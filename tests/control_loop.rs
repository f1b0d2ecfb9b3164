// Ultralytics 🚀 AGPL-3.0 License - https://ultralytics.com/license

//! 端到端: 合成/图片序列视频源 + 脚本检测器 + 模拟舵机

use std::sync::{Arc, Mutex};

use cat_tracker::actuator::{MockServo, ServoDriver};
use cat_tracker::detection::ScriptedDetector;
use cat_tracker::input::{ImageSequenceSource, SyntheticSource};
use cat_tracker::render::{NullRenderer, OverlayRenderer};
use cat_tracker::{
    ActuatorSnapshot, AngleRange, Axis, Collaborators, ControlLoop, Detection, DetectorError,
    Frame, ObjectClass, RenderSink, ShutdownReason, Target, TrackingConfig, VideoSource,
};

/// 记录每帧渲染时看到的目标与角度
#[derive(Clone, Default)]
struct RecordingSink {
    seen: Arc<Mutex<Vec<(u64, Option<ObjectClass>, ActuatorSnapshot)>>>,
}

impl RenderSink for RecordingSink {
    fn draw(
        &mut self,
        frame: &Frame,
        _detections: &[Detection],
        target: Option<&Target<'_>>,
        actuator: ActuatorSnapshot,
    ) {
        self.seen.lock().unwrap().push((
            frame.frame_id,
            target.map(|t| t.detection.class),
            actuator,
        ));
    }
}

const SCRIPT: &str = r#"
# 第0帧: 小猫被过滤, 选中人
{"frame": 0, "detections": [{"class": "cat", "confidence": 0.9, "bbox": [10, 10, 30, 30]}, {"class": "person", "confidence": 0.8, "bbox": [300, 100, 200, 300]}]}
# 第1帧: 只有狗
{"frame": 1, "detections": [{"class": "dog", "confidence": 0.95, "bbox": [0, 0, 400, 400]}]}
# 第3帧: 目标在右侧
{"frame": 3, "detections": [{"class": "cat", "confidence": 0.7, "bbox": [370, 210, 60, 60]}]}
"#;

fn config() -> TrackingConfig {
    let mut config = TrackingConfig {
        min_box_width: 50.0,
        min_box_height: 50.0,
        gain: 0.4,
        ..Default::default()
    };
    config.pan.range = AngleRange::new(0.0, 180.0);
    config
}

fn run_loop(
    config: TrackingConfig,
    source: Box<dyn VideoSource>,
    renderer: Box<dyn RenderSink>,
    driver: Box<dyn ServoDriver>,
    servo_enabled: bool,
) -> cat_tracker::LoopSummary {
    let detector = ScriptedDetector::parse("inline", SCRIPT).unwrap();
    let mut control = ControlLoop::new(
        config,
        Collaborators {
            source,
            detector: Box::new(detector),
            renderer,
            driver,
        },
        servo_enabled,
    )
    .unwrap();
    let (_tx, rx) = crossbeam_channel::bounded::<()>(1);
    control.run(&rx).unwrap()
}

#[test]
fn scripted_run_tracks_and_homes() {
    let sink = RecordingSink::default();
    let seen = Arc::clone(&sink.seen);
    let mock = MockServo::new();
    let log = mock.log();

    let summary = run_loop(
        config(),
        Box::new(SyntheticSource::new(640, 480, Some(5))),
        Box::new(sink),
        Box::new(mock),
        true,
    );
    assert_eq!(summary.reason, ShutdownReason::EndOfStream);
    assert_eq!(summary.stats.frames, 5);
    assert_eq!(summary.stats.driver_faults, 0);

    let seen = seen.lock().unwrap();
    let targets: Vec<Option<ObjectClass>> = seen.iter().map(|s| s.1).collect();
    assert_eq!(
        targets,
        vec![Some(ObjectClass::Person), None, None, Some(ObjectClass::Cat), None]
    );

    // 人的中心 (400, 250): dx = 0.25 → pan +9°, dy ≈ 0.042 在死区内
    let after_person = seen[0].2;
    assert!((after_person.pan - 99.0).abs() < 1e-3);
    assert_eq!(after_person.tilt, 90.0);

    // 无目标帧不动 (扫描需要连续10帧)
    assert_eq!(seen[1].2, after_person);
    assert_eq!(seen[2].2, after_person);

    // 第3帧再 +9°
    assert!((seen[3].2.pan - 108.0).abs() < 1e-3);

    // 关闭时回中并释放
    let log = log.lock().unwrap();
    assert_eq!(log.pan, Some(90.0));
    assert_eq!(log.tilt, Some(90.0));
    assert!(log.released);
}

#[test]
fn servo_disabled_run_never_touches_driver() {
    let sink = RecordingSink::default();
    let seen = Arc::clone(&sink.seen);
    let mock = MockServo::new();
    let log = mock.log();

    run_loop(
        config(),
        Box::new(SyntheticSource::new(640, 480, Some(30))),
        Box::new(sink),
        Box::new(mock),
        false,
    );

    assert!(seen
        .lock()
        .unwrap()
        .iter()
        .all(|s| s.2 == ActuatorSnapshot { pan: 90.0, tilt: 90.0 }));
    assert_eq!(log.lock().unwrap().write_count, 0);
}

#[test]
fn long_empty_stretch_starts_scanning() {
    let mock = MockServo::new();
    let log = mock.log();
    let mut config = config();
    config.home_on_shutdown = false;

    // 第4帧之后没有任何检测: 4..=13 为连续10帧, 从第13帧开始扫描
    run_loop(
        config,
        Box::new(SyntheticSource::new(640, 480, Some(16))),
        Box::new(NullRenderer),
        Box::new(mock),
        true,
    );

    let log = log.lock().unwrap();
    let pan_writes: Vec<f32> = log
        .recent
        .iter()
        .filter(|(axis, _)| *axis == Axis::Pan)
        .map(|(_, angle)| *angle)
        .collect();
    // 初始化1次 + 两个目标帧各1次 + 3个扫描帧
    assert_eq!(pan_writes.len(), 1 + 2 + 3);
    let last = *pan_writes.last().unwrap();
    assert!((last - 114.0).abs() < 1e-3);
}

#[test]
fn image_sequence_with_overlay() {
    let frames = tempfile::tempdir().unwrap();
    for i in 0..4 {
        image::RgbImage::new(640, 480)
            .save(frames.path().join(format!("img_{:03}.png", i)))
            .unwrap();
    }
    // 非图片文件被忽略
    std::fs::write(frames.path().join("notes.txt"), "skip me").unwrap();

    let out = tempfile::tempdir().unwrap();
    let overlay = OverlayRenderer::with_output_dir(out.path().join("overlay"), 3);
    let overlay_dir = overlay.output_dir().to_path_buf();

    let summary = run_loop(
        config(),
        Box::new(ImageSequenceSource::new(frames.path()).with_expected_size(640, 480)),
        Box::new(overlay),
        Box::new(MockServo::new()),
        true,
    );
    assert_eq!(summary.stats.frames, 4);
    assert!(overlay_dir.join("frame_000000.png").exists());
    assert!(overlay_dir.join("frame_000003.png").exists());
    assert!(!overlay_dir.join("frame_000001.png").exists());
}

#[test]
fn missing_frames_dir_is_fatal_at_init() {
    let detector = ScriptedDetector::parse("inline", SCRIPT).unwrap();
    let result = ControlLoop::new(
        config(),
        Collaborators {
            source: Box::new(ImageSequenceSource::new("/nonexistent/frames")),
            detector: Box::new(detector),
            renderer: Box::new(NullRenderer),
            driver: Box::new(MockServo::new()),
        },
        true,
    );
    assert_eq!(result.err().unwrap().kind(), "FatalAcquisitionFault");
}

#[test]
fn config_file_round_trip_drives_loop() {
    let dir = tempfile::tempdir().unwrap();
    let path = dir.path().join("tracker.json");
    let mut saved = config();
    saved.pan.inverted = true;
    saved.save(&path).unwrap();

    let loaded = TrackingConfig::load(&path).unwrap();
    assert_eq!(loaded, saved);

    let sink = RecordingSink::default();
    let seen = Arc::clone(&sink.seen);
    run_loop(
        loaded,
        Box::new(SyntheticSource::new(640, 480, Some(1))),
        Box::new(sink),
        Box::new(MockServo::new()),
        true,
    );
    // 反向安装: 目标在右侧时水平角减小
    assert!((seen.lock().unwrap()[0].2.pan - 81.0).abs() < 1e-3);
}

#[test]
fn quit_from_second_sender_homes_and_releases() {
    let mock = MockServo::new();
    let log = mock.log();
    let (tx, rx) = cat_tracker::quit_channel();
    let handler_tx = tx.clone();

    // 第3帧时由另一个发送端 (信号处理) 请求退出, 此前目标一直在右侧
    let detector = move |frame: &Frame| -> Result<Vec<Detection>, DetectorError> {
        if frame.frame_id == 3 {
            cat_tracker::request_quit(&handler_tx);
        }
        Ok(vec![Detection {
            class: ObjectClass::Cat,
            confidence: 0.9,
            bbox: cat_tracker::BBox::new(470.0, 210.0, 60.0, 60.0),
        }])
    };
    let mut control = ControlLoop::new(
        config(),
        Collaborators {
            source: Box::new(SyntheticSource::new(640, 480, None)),
            detector: Box::new(detector),
            renderer: Box::new(NullRenderer),
            driver: Box::new(mock),
        },
        true,
    )
    .unwrap();

    let summary = control.run(&rx).unwrap();
    assert_eq!(summary.reason, ShutdownReason::QuitRequested);
    assert_eq!(summary.stats.frames, 4);

    let log = log.lock().unwrap();
    assert!(log.write_count > 2);
    assert_eq!(log.pan, Some(90.0));
    assert_eq!(log.tilt, Some(90.0));
    assert!(log.released);
}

____________________

The task: Show each line of the material that includes the word "OverlayRenderer".

Result for this exercise:
use cat_tracker::render::{NullRenderer, OverlayRenderer};
    let overlay = OverlayRenderer::with_output_dir(out.path().join("overlay"), 3);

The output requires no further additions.